For me, when it comes to sports, size matters.
Aside from rugby, I don’t follow much, but when a World Cup comes along I stock up on flags and facepaint and embarrass myself.
I don’t even think the games matter much to me; I just like being in a large group that’s laughing and shouting and emoting. It’s so easy to find common ground with strangers.
After the Fifa World Cup last year a newspaper columnist commented that events like this in SA don’t show us how we are, they show us what we could be like.
There was none of the clichéd violent rivalry associated with soccer. What the World Cup did was make it easier to talk to those from different backgrounds and contrasting cultures. Not just internationally, but local ‘Others’ we South Africans know so little about, and associate so seldom with.
And even now, when the cricket is being played so far away, it still seems natural to talk to the guy at the table next to yours. But if you took away the sport on TV it wouldn’t happen.

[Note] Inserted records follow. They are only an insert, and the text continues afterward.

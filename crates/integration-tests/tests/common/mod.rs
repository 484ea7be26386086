//! Shared harness: the real router over in-memory SQLite, local media in a
//! temp dir and HS256 tokens.
#![allow(dead_code)]

use std::io::Cursor;
use std::sync::Arc;

use axum::body::{to_bytes, Body};
use axum::http::header::{AUTHORIZATION, CONTENT_TYPE, COOKIE};
use axum::http::{Method, Request, StatusCode};
use axum::Router;
use chrono::Utc;
use image::{DynamicImage, ImageFormat, RgbImage};
use secrecy::SecretString;
use serde_json::Value;
use tempfile::TempDir;
use tower::ServiceExt;
use uuid::Uuid;
use vs_api::{ApiConfig, AppState};
use vs_auth_jwt::JwtIdentityProvider;
use vs_core::User;
use vs_db_sqlite::SqliteStore;
use vs_services::{Repositories, Services};
use vs_storage_local::LocalMediaStore;

const BOUNDARY: &str = "vidshare-test-boundary";

pub struct TestApp {
    pub router: Router,
    pub store: Arc<SqliteStore>,
    pub jwt: Arc<JwtIdentityProvider>,
    pub media_dir: TempDir,
}

pub struct Reply {
    pub status: StatusCode,
    pub body: Value,
}

impl Reply {
    pub fn data(&self) -> &Value {
        &self.body["data"]
    }

    pub fn message(&self) -> &str {
        self.body["message"].as_str().unwrap_or_default()
    }
}

/// A registered user and a valid access token for them.
pub struct TestUser {
    pub id: Uuid,
    pub token: String,
}

pub enum Part {
    Text(&'static str, String),
    File {
        name: &'static str,
        file_name: &'static str,
        content_type: &'static str,
        data: Vec<u8>,
    },
}

impl TestApp {
    pub async fn spawn() -> Self {
        let store = Arc::new(SqliteStore::connect("sqlite::memory:", 1).await.unwrap());
        let media_dir = TempDir::new().unwrap();
        let media = LocalMediaStore::new(media_dir.path(), "/media");
        let jwt = Arc::new(JwtIdentityProvider::new(
            &SecretString::from("integration-secret".to_string()),
            3600,
        ));

        let services = Services::new(Repositories::from_store(store.clone()), Arc::new(media));
        let state = AppState::new(services, jwt.clone());
        let config = ApiConfig {
            cors_origins: Vec::new(),
            max_upload_bytes: 8 * 1024 * 1024,
            media: None,
        };

        Self {
            router: vs_api::router(state, &config),
            store,
            jwt,
            media_dir,
        }
    }

    pub async fn user(&self, username: &str) -> TestUser {
        let user = User {
            id: Uuid::now_v7(),
            username: username.to_string(),
            created_at: Utc::now(),
        };
        self.store.insert_user(&user).await.unwrap();
        let token = self.jwt.issue_access_token(user.id, Some(username)).unwrap();
        TestUser { id: user.id, token }
    }

    pub async fn send(&self, request: Request<Body>) -> Reply {
        let response = self.router.clone().oneshot(request).await.unwrap();
        let status = response.status();
        let bytes = to_bytes(response.into_body(), usize::MAX).await.unwrap();
        let body = if bytes.is_empty() {
            Value::Null
        } else {
            serde_json::from_slice(&bytes).unwrap()
        };
        Reply { status, body }
    }

    pub async fn call(&self, method: Method, uri: &str, user: Option<&TestUser>, json: Option<Value>) -> Reply {
        let mut builder = Request::builder().method(method).uri(uri);
        if let Some(user) = user {
            builder = builder.header(AUTHORIZATION, format!("Bearer {}", user.token));
        }
        let body = match json {
            Some(json) => {
                builder = builder.header(CONTENT_TYPE, "application/json");
                Body::from(json.to_string())
            }
            None => Body::empty(),
        };
        self.send(builder.body(body).unwrap()).await
    }

    /// Sends `body` verbatim under the given content type.
    pub async fn raw(&self, method: Method, uri: &str, user: &TestUser, content_type: &str, body: &str) -> Reply {
        let request = Request::builder()
            .method(method)
            .uri(uri)
            .header(AUTHORIZATION, format!("Bearer {}", user.token))
            .header(CONTENT_TYPE, content_type)
            .body(Body::from(body.to_string()))
            .unwrap();
        self.send(request).await
    }

    pub async fn get(&self, uri: &str, user: &TestUser) -> Reply {
        self.call(Method::GET, uri, Some(user), None).await
    }

    /// Authenticates through the `accessToken` cookie instead of the header.
    pub async fn get_with_cookie(&self, uri: &str, user: &TestUser) -> Reply {
        let request = Request::builder()
            .uri(uri)
            .header(COOKIE, format!("accessToken={}", user.token))
            .body(Body::empty())
            .unwrap();
        self.send(request).await
    }

    pub async fn multipart(&self, method: Method, uri: &str, user: &TestUser, parts: Vec<Part>) -> Reply {
        let request = Request::builder()
            .method(method)
            .uri(uri)
            .header(AUTHORIZATION, format!("Bearer {}", user.token))
            .header(CONTENT_TYPE, format!("multipart/form-data; boundary={BOUNDARY}"))
            .body(Body::from(multipart_body(parts)))
            .unwrap();
        self.send(request).await
    }

    /// Publishes a video through the API and returns its JSON record.
    pub async fn publish(&self, owner: &TestUser, title: &str) -> Value {
        let reply = self
            .multipart(Method::POST, "/api/v1/videos", owner, video_parts(title))
            .await;
        assert_eq!(reply.status, StatusCode::CREATED, "{}", reply.body);
        reply.data().clone()
    }
}

pub fn id_of(record: &Value) -> String {
    record["id"].as_str().unwrap().to_string()
}

pub fn png(width: u32, height: u32) -> Vec<u8> {
    let image = DynamicImage::ImageRgb8(RgbImage::from_pixel(width, height, image::Rgb([200, 30, 30])));
    let mut out = Cursor::new(Vec::new());
    image.write_to(&mut out, ImageFormat::Png).unwrap();
    out.into_inner()
}

pub fn video_parts(title: &str) -> Vec<Part> {
    vec![
        Part::Text("title", title.to_string()),
        Part::Text("description", format!("About {title}")),
        Part::File {
            name: "videoFile",
            file_name: "clip.mp4",
            content_type: "video/mp4",
            data: format!("fake video bytes for {title}").into_bytes(),
        },
        Part::File {
            name: "thumbnail",
            file_name: "thumb.png",
            content_type: "image/png",
            data: png(32, 18),
        },
    ]
}

fn multipart_body(parts: Vec<Part>) -> Vec<u8> {
    let mut body = Vec::new();
    for part in parts {
        body.extend_from_slice(format!("--{BOUNDARY}\r\n").as_bytes());
        match part {
            Part::Text(name, value) => {
                body.extend_from_slice(
                    format!("Content-Disposition: form-data; name=\"{name}\"\r\n\r\n").as_bytes(),
                );
                body.extend_from_slice(value.as_bytes());
            }
            Part::File {
                name,
                file_name,
                content_type,
                data,
            } => {
                body.extend_from_slice(
                    format!(
                        "Content-Disposition: form-data; name=\"{name}\"; filename=\"{file_name}\"\r\n\
                         Content-Type: {content_type}\r\n\r\n"
                    )
                    .as_bytes(),
                );
                body.extend_from_slice(&data);
            }
        }
        body.extend_from_slice(b"\r\n");
    }
    body.extend_from_slice(format!("--{BOUNDARY}--\r\n").as_bytes());
    body
}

Other events lack this dynamic. At the recent Cape Town Festival I felt none of the camaraderie and Oneness a major sporting event infects us with.
Why is this? What is it about two teams smacking, kicking or passing a ball around that brings us together? How does a game dissolve the fear we seem to have about interacting with strangers?
Is it because we now feel we have something in common with the ‘Other’? Of all the people I met over that amazing month in 2010, I found I had a lot in common with most, if not all, of them.
I wonder if we had more things like this – things that somehow made us forget our fear and randomly befriend strangers – I wonder if our ideas would shift to such an extent that the attitude would become natural.
It would be natural to just talk to anyone. And it would be natural to not look at someone randomly talking to us as weird or over-friendly. We could learn so much when it became natural to not just stick to our ‘group’.
Imagine a South Africa where the goal isn’t to find a common identity – something that makes us all the same – but to enjoy and find fascination in the amalgam of identities and differences within our nation.